Aim of the exercise
Starting at the top of the entries, restate word for word each line up to and including the one with "fn from(s: &str)".

Data to process
——

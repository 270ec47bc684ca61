//! Component C — Intercept State Table.
//!
//! Per-LIID authorisation metadata and per-CIN sequence counters. Owned
//! exclusively by the exporter loop; never touched from another thread.

use std::collections::HashMap;
use std::fmt;

use crate::error::InterceptTableError;

/// Lawful Intercept Identifier — a warrant's opaque, printable key.
#[derive(Debug, Clone, PartialEq, Eq, Hash, PartialOrd, Ord)]
pub struct Liid(pub String);

impl fmt::Display for Liid {
    fn fmt(&self, f: &mut fmt::Formatter<'_>) -> fmt::Result {
        write!(f, "{}", self.0)
    }
}

impl From<&str> for Liid {
    fn from(s: &str) -> Self {
        Liid(s.to_string())
    }
}

impl From<String> for Liid {
    fn from(s: String) -> Self {
        Liid(s)
    }
}

/// Per (LIID, CIN) monotone counters. Incremented only after the encoder
/// has confirmed a successful encode of that record kind.
#[derive(Debug, Clone, Copy, Default)]
pub struct CinSeqno {
    pub cin: u32,
    pub iri_seqno: u64,
    pub cc_seqno: u64,
}

impl CinSeqno {
    pub fn new(cin: u32) -> Self {
        CinSeqno {
            cin,
            iri_seqno: 0,
            cc_seqno: 0,
        }
    }
}

/// A warrant's authorisation metadata, as announced by the provisioner.
#[derive(Debug, Clone)]
pub struct InterceptDetails {
    pub liid: Liid,
    pub authcc: String,
    pub delivcc: String,
}

/// Full per-intercept state: authorisation details plus every CIN's
/// sequence counters observed so far.
#[derive(Debug, Clone)]
pub struct Intercept {
    pub details: InterceptDetails,
    pub cins: HashMap<u32, CinSeqno>,
}

impl Intercept {
    fn new(details: InterceptDetails) -> Self {
        Intercept {
            details,
            cins: HashMap::new(),
        }
    }
}

/// The exporter's table of live intercepts, keyed by LIID.
#[derive(Debug, Default)]
pub struct InterceptTable {
    intercepts: HashMap<Liid, Intercept>,
}

impl InterceptTable {
    pub fn new() -> Self {
        InterceptTable {
            intercepts: HashMap::new(),
        }
    }

    /// `INTERCEPT_DETAILS`: create, or replace in place preserving the
    /// existing CIN sequence counters (reconfiguration must not reset
    /// numbering).
    pub fn add(&mut self, details: InterceptDetails) {
        match self.intercepts.get_mut(&details.liid) {
            Some(existing) => {
                existing.details = details;
            }
            None => {
                let liid = details.liid.clone();
                self.intercepts.insert(liid, Intercept::new(details));
            }
        }
    }

    /// `INTERCEPT_OVER`: remove the entry, freeing authorisation and all
    /// sequence counters. Missing LIID is reported but not fatal to the
    /// caller.
    pub fn end(&mut self, liid: &Liid) -> Result<(), InterceptTableError> {
        self.intercepts
            .remove(liid)
            .map(|_| ())
            .ok_or_else(|| InterceptTableError::UnknownLiid(liid.clone()))
    }

    pub fn get(&self, liid: &Liid) -> Option<&Intercept> {
        self.intercepts.get(liid)
    }

    /// Returns the sequence counter for this (LIID, CIN), lazily creating
    /// the counter (not the intercept itself — the LIID must already be
    /// known) at zero.
    pub fn get_or_create_counter(
        &mut self,
        liid: &Liid,
        cin: u32,
    ) -> Result<&mut CinSeqno, InterceptTableError> {
        let intercept = self
            .intercepts
            .get_mut(liid)
            .ok_or_else(|| InterceptTableError::UnknownLiid(liid.clone()))?;
        Ok(intercept.cins.entry(cin).or_insert_with(|| CinSeqno::new(cin)))
    }

    pub fn len(&self) -> usize {
        self.intercepts.len()
    }

    pub fn is_empty(&self) -> bool {
        self.intercepts.is_empty()
    }
}

#[cfg(test)]
mod tests {
    use super::*;

    fn details(liid: &str, authcc: &str) -> InterceptDetails {
        InterceptDetails {
            liid: Liid::from(liid),
            authcc: authcc.to_string(),
            delivcc: authcc.to_string(),
        }
    }

    #[test]
    fn add_creates_new_intercept() {
        let mut table = InterceptTable::new();
        table.add(details("X", "NZ"));
        assert_eq!(table.len(), 1);
        assert_eq!(table.get(&Liid::from("X")).unwrap().details.authcc, "NZ");
    }

    #[test]
    fn add_preserves_cin_counters_on_replacement() {
        let mut table = InterceptTable::new();
        table.add(details("Z", "US"));
        {
            let seq = table.get_or_create_counter(&Liid::from("Z"), 1).unwrap();
            seq.cc_seqno = 3;
        }
        table.add(details("Z", "GB"));
        let intercept = table.get(&Liid::from("Z")).unwrap();
        assert_eq!(intercept.details.authcc, "GB");
        assert_eq!(intercept.cins.get(&1).unwrap().cc_seqno, 3);
    }

    #[test]
    fn end_removes_intercept_and_counters() {
        let mut table = InterceptTable::new();
        table.add(details("Y", "NZ"));
        table.get_or_create_counter(&Liid::from("Y"), 1).unwrap();
        table.end(&Liid::from("Y")).unwrap();
        assert!(table.is_empty());
    }

    #[test]
    fn end_unknown_liid_is_reported_not_fatal() {
        let mut table = InterceptTable::new();
        let err = table.end(&Liid::from("missing")).unwrap_err();
        assert!(matches!(err, InterceptTableError::UnknownLiid(_)));
    }

    #[test]
    fn get_or_create_counter_fails_for_unknown_liid() {
        let mut table = InterceptTable::new();
        let err = table
            .get_or_create_counter(&Liid::from("ghost"), 1)
            .unwrap_err();
        assert!(matches!(err, InterceptTableError::UnknownLiid(_)));
    }

    #[test]
    fn counters_start_at_zero_and_are_per_cin() {
        let mut table = InterceptTable::new();
        table.add(details("X", "NZ"));
        let a = table.get_or_create_counter(&Liid::from("X"), 7).unwrap();
        assert_eq!(a.iri_seqno, 0);
        assert_eq!(a.cc_seqno, 0);
        a.cc_seqno += 1;
        let b = table.get_or_create_counter(&Liid::from("X"), 8).unwrap();
        assert_eq!(b.cc_seqno, 0);
    }
}
//! Error types for the exporter pipeline.
//!
//! Most of these are reported, not bubbled as process-fatal — see the
//! error handling rules documented alongside each component. Only a
//! socket-level or job-encoding failure severs a single mediator
//! connection or drops a single job; nothing here should unwind the
//! exporter loop itself.

use thiserror::Error;

use crate::intercept::Liid;

#[derive(Debug, Error)]
pub enum ExportBufferError {
    #[error("failed to allocate buffer space for record ({requested} bytes)")]
    AllocFailed { requested: usize },
}

#[derive(Debug, Error)]
pub enum InterceptTableError {
    #[error("unknown LIID: {0}")]
    UnknownLiid(Liid),
}

#[derive(Debug, Error)]
pub enum EncodeError {
    #[error("encoder returned failure for this job")]
    EncoderFailed,
    #[error(transparent)]
    Other(#[from] anyhow::Error),
}

#[derive(Debug, Error)]
pub enum ConfigError {
    #[error("failed to read config file {path}: {source}")]
    Read {
        path: String,
        #[source]
        source: std::io::Error,
    },
    #[error("failed to parse config file {path}: {source}")]
    Parse {
        path: String,
        #[source]
        source: serde_yaml::Error,
    },
    #[error("{field} must be at most {max} bytes, got {actual}")]
    FieldTooLong {
        field: &'static str,
        max: usize,
        actual: usize,
    },
    #[error("at least one input source must be configured")]
    NoInputs,
}

#[derive(Debug, Error)]
pub enum ImapParseError {
    #[error("malformed IMAP auth token for session {session_key}")]
    MalformedAuthToken { session_key: String },
    #[error("saved IMAP command buffer is inconsistent for session {session_key}")]
    InconsistentCommandState { session_key: String },
}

——

Exercise response
repository 270ec47bc684ca61
//! Component C — Intercept State Table.
//!
//! Per-LIID authorisation metadata and per-CIN sequence counters. Owned
//! exclusively by the exporter loop; never touched from another thread.

use std::collections::HashMap;
use std::fmt;

use crate::error::InterceptTableError;

/// Lawful Intercept Identifier — a warrant's opaque, printable key.
#[derive(Debug, Clone, PartialEq, Eq, Hash, PartialOrd, Ord)]
pub struct Liid(pub String);

impl fmt::Display for Liid {
    fn fmt(&self, f: &mut fmt::Formatter<'_>) -> fmt::Result {
        write!(f, "{}", self.0)
    }
}

impl From<&str> for Liid {
    fn from(s: &str) -> Self {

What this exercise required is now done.